Authors: Nguyen K. Huynh [aut, cre] , Bumba Mukherjee [aut] , Irvin (Chen-Yu) Lee [aut]
Maintainer: Nguyen K. Huynh <[email protected]>
License: GPL-3
Version: 0.0.104
Built: 2025-02-25 05:48:29 UTC
Source: https://github.com/hknd23/deeplearningcausal

Help Index


Train complier model using ensemble methods

Description

Train model using group exposed to treatment with compliance as binary outcome variable and covariates.

Usage

complier_mod(
  exp.data,
  complier.formula,
  treat.var,
  ID = NULL,
  SL.learners = c("SL.glmnet", "SL.xgboost", "SL.ranger", "SL.nnet", "SL.glm")
)

Arguments

exp.data

list object of experimental data.

complier.formula

formula to fit compliance model (c ~ x) using complier variable and covariates

treat.var

string specifying the binary treatment variable

ID

string for name of indentifier variable.

SL.learners

vector of strings for ML classifier algorithms.

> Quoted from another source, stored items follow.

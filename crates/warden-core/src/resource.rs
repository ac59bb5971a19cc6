use std::fmt;
use std::str::FromStr;

use crate::permission::{Permission, PermissionSet};
use crate::validation::ValidationError;

const CLUSTER_ROOT: &str = "cluster";
const DATA_ROOT: &str = "data";
const ROLES_ROOT: &str = "roles";
const SEPARATOR: char = '/';

/// A securable object. `Cluster` is the single root; `AllKeyspaces` and
/// `AllRoles` are the wildcard scopes directly beneath it.
#[derive(Debug, Clone, PartialEq, Eq, PartialOrd, Ord, Hash)]
pub enum Resource {
    Cluster,
    AllKeyspaces,
    Keyspace(String),
    Table { keyspace: String, table: String },
    AllRoles,
    Role(String),
}

#[derive(Debug, Clone, Copy, PartialEq, Eq, Hash)]
pub enum ResourceKind {
    Cluster,
    AllKeyspaces,
    Keyspace,
    Table,
    AllRoles,
    Role,
}

const DATA_PERMISSIONS: PermissionSet = PermissionSet::of(&[
    Permission::Alter,
    Permission::Authorize,
    Permission::Create,
    Permission::Drop,
    Permission::Modify,
    Permission::Select,
]);

// Auto-granted to table creators. CREATE stays grantable on tables.
const TABLE_CREATOR_PERMISSIONS: PermissionSet = PermissionSet::of(&[
    Permission::Alter,
    Permission::Authorize,
    Permission::Drop,
    Permission::Modify,
    Permission::Select,
]);

const ALL_ROLES_PERMISSIONS: PermissionSet = PermissionSet::of(&[
    Permission::Alter,
    Permission::Authorize,
    Permission::Create,
    Permission::Describe,
    Permission::Drop,
]);

const ROLE_PERMISSIONS: PermissionSet = PermissionSet::of(&[
    Permission::Alter,
    Permission::Authorize,
    Permission::Drop,
]);

// Indexed by `ResourceKind as usize`.
const SUPPORTED_PERMISSIONS: [PermissionSet; 6] = [
    PermissionSet::all(),
    DATA_PERMISSIONS,
    DATA_PERMISSIONS,
    DATA_PERMISSIONS,
    ALL_ROLES_PERMISSIONS,
    ROLE_PERMISSIONS,
];

impl ResourceKind {
    pub fn supported_permissions(self) -> PermissionSet {
        SUPPORTED_PERMISSIONS[self as usize]
    }

    /// What the creator of a new object of this kind is granted on it.
    /// Wildcard scopes cannot be created and yield an empty set.
    pub fn creator_permissions(self) -> PermissionSet {
        match self {
            ResourceKind::Keyspace => DATA_PERMISSIONS,
            ResourceKind::Table => TABLE_CREATOR_PERMISSIONS,
            ResourceKind::Role => ROLE_PERMISSIONS,
            ResourceKind::Cluster | ResourceKind::AllKeyspaces | ResourceKind::AllRoles => {
                PermissionSet::empty()
            }
        }
    }

    /// Resource family named in unsupported-permission errors.
    pub fn family(self) -> &'static str {
        match self {
            ResourceKind::Cluster => "ClusterResource",
            ResourceKind::AllKeyspaces | ResourceKind::Keyspace | ResourceKind::Table => {
                "DataResource"
            }
            ResourceKind::AllRoles | ResourceKind::Role => "RoleResource",
        }
    }

    pub fn is_object(self) -> bool {
        matches!(
            self,
            ResourceKind::Keyspace | ResourceKind::Table | ResourceKind::Role
        )
    }
}

impl fmt::Display for ResourceKind {
    fn fmt(&self, f: &mut fmt::Formatter<'_>) -> fmt::Result {
        let name = match self {
            ResourceKind::Cluster => "cluster",
            ResourceKind::AllKeyspaces => "all keyspaces",
            ResourceKind::Keyspace => "keyspace",
            ResourceKind::Table => "table",
            ResourceKind::AllRoles => "all roles",
            ResourceKind::Role => "role",
        };
        f.write_str(name)
    }
}

impl Resource {
    pub fn keyspace(name: impl Into<String>) -> Self {
        Resource::Keyspace(name.into())
    }

    pub fn table(keyspace: impl Into<String>, table: impl Into<String>) -> Self {
        Resource::Table {
            keyspace: keyspace.into(),
            table: table.into(),
        }
    }

    pub fn role(name: impl Into<String>) -> Self {
        Resource::Role(name.into())
    }

    pub fn kind(&self) -> ResourceKind {
        match self {
            Resource::Cluster => ResourceKind::Cluster,
            Resource::AllKeyspaces => ResourceKind::AllKeyspaces,
            Resource::Keyspace(_) => ResourceKind::Keyspace,
            Resource::Table { .. } => ResourceKind::Table,
            Resource::AllRoles => ResourceKind::AllRoles,
            Resource::Role(_) => ResourceKind::Role,
        }
    }

    pub fn parent(&self) -> Option<Resource> {
        match self {
            Resource::Cluster => None,
            Resource::AllKeyspaces | Resource::AllRoles => Some(Resource::Cluster),
            Resource::Keyspace(_) => Some(Resource::AllKeyspaces),
            Resource::Table { keyspace, .. } => Some(Resource::Keyspace(keyspace.clone())),
            Resource::Role(_) => Some(Resource::AllRoles),
        }
    }

    /// The resource itself followed by each parent up to `Cluster`.
    pub fn ancestors(&self) -> Ancestors {
        Ancestors {
            next: Some(self.clone()),
        }
    }

    /// True when `other` is a strict ancestor of `self`.
    pub fn is_within(&self, other: &Resource) -> bool {
        self.ancestors().skip(1).any(|r| &r == other)
    }

    pub fn supported_permissions(&self) -> PermissionSet {
        self.kind().supported_permissions()
    }

    pub fn canonical(&self) -> String {
        match self {
            Resource::Cluster => CLUSTER_ROOT.to_string(),
            Resource::AllKeyspaces => DATA_ROOT.to_string(),
            Resource::Keyspace(ks) => format!("{DATA_ROOT}/{ks}"),
            Resource::Table { keyspace, table } => format!("{DATA_ROOT}/{keyspace}/{table}"),
            Resource::AllRoles => ROLES_ROOT.to_string(),
            Resource::Role(role) => format!("{ROLES_ROOT}/{role}"),
        }
    }

    /// Human-readable form used in denial messages, e.g. `<table ks.t>`.
    pub fn label(&self) -> String {
        match self {
            Resource::Cluster => "<cluster>".to_string(),
            Resource::AllKeyspaces => "<all keyspaces>".to_string(),
            Resource::Keyspace(ks) => format!("<keyspace {ks}>"),
            Resource::Table { keyspace, table } => format!("<table {keyspace}.{table}>"),
            Resource::AllRoles => "<all roles>".to_string(),
            Resource::Role(role) => format!("<role {role}>"),
        }
    }

    pub fn parse(canonical: &str) -> Result<Resource, ValidationError> {
        canonical.parse()
    }

    /// Names must be non-empty and free of the `/` separator, so that the
    /// canonical string maps back to exactly this resource.
    pub fn validate(&self) -> Result<(), ValidationError> {
        let names: Vec<&str> = match self {
            Resource::Cluster | Resource::AllKeyspaces | Resource::AllRoles => Vec::new(),
            Resource::Keyspace(ks) => vec![ks.as_str()],
            Resource::Table { keyspace, table } => vec![keyspace.as_str(), table.as_str()],
            Resource::Role(role) => vec![role.as_str()],
        };

        if names
            .iter()
            .any(|name| name.is_empty() || name.contains(SEPARATOR))
        {
            return Err(ValidationError::MalformedResource(self.canonical()));
        }
        Ok(())
    }
}

impl fmt::Display for Resource {
    fn fmt(&self, f: &mut fmt::Formatter<'_>) -> fmt::Result {
        f.write_str(&self.canonical())
    }
}

impl FromStr for Resource {
    type Err = ValidationError;

    fn from_str(s: &str) -> Result<Self, Self::Err> {
        let mut segments = s.split(SEPARATOR);
        let root = segments.next().unwrap_or_default();
        let rest: Vec<&str> = segments.collect();

        if rest.iter().any(|segment| segment.is_empty()) {
            return Err(ValidationError::MalformedResource(s.to_string()));
        }

        match (root, rest.as_slice()) {
            (CLUSTER_ROOT, []) => Ok(Resource::Cluster),
            (DATA_ROOT, []) => Ok(Resource::AllKeyspaces),
            (DATA_ROOT, [ks]) => Ok(Resource::keyspace(*ks)),
            (DATA_ROOT, [ks, table]) => Ok(Resource::table(*ks, *table)),
            (ROLES_ROOT, []) => Ok(Resource::AllRoles),
            (ROLES_ROOT, [role]) => Ok(Resource::role(*role)),
            _ => Err(ValidationError::MalformedResource(s.to_string())),
        }
    }
}

#[derive(Debug, Clone)]
pub struct Ancestors {
    next: Option<Resource>,
}

impl Iterator for Ancestors {
    type Item = Resource;

    fn next(&mut self) -> Option<Resource> {
        let current = self.next.take()?;
        self.next = current.parent();
        Some(current)
    }
}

If left NULL employs extreme gradient boosting, elastic net regression, random forest, and neural nets.

Value

model object of trained model.


Complier model prediction

Description

Predict Compliance from control group in experimental data

Usage

complier_predict(complier.mod, exp.data, treat.var, compl.var)

Arguments

complier.mod

output from trained ensemble superlearner model

exp.data

data.frame object of experimental dataset

treat.var

string specifying the binary treatment variable

compl.var

string specifying binary complier variable

Value

data.frame object with true compliers, predicted compliers in the control group, and all compliers (actual + predicted).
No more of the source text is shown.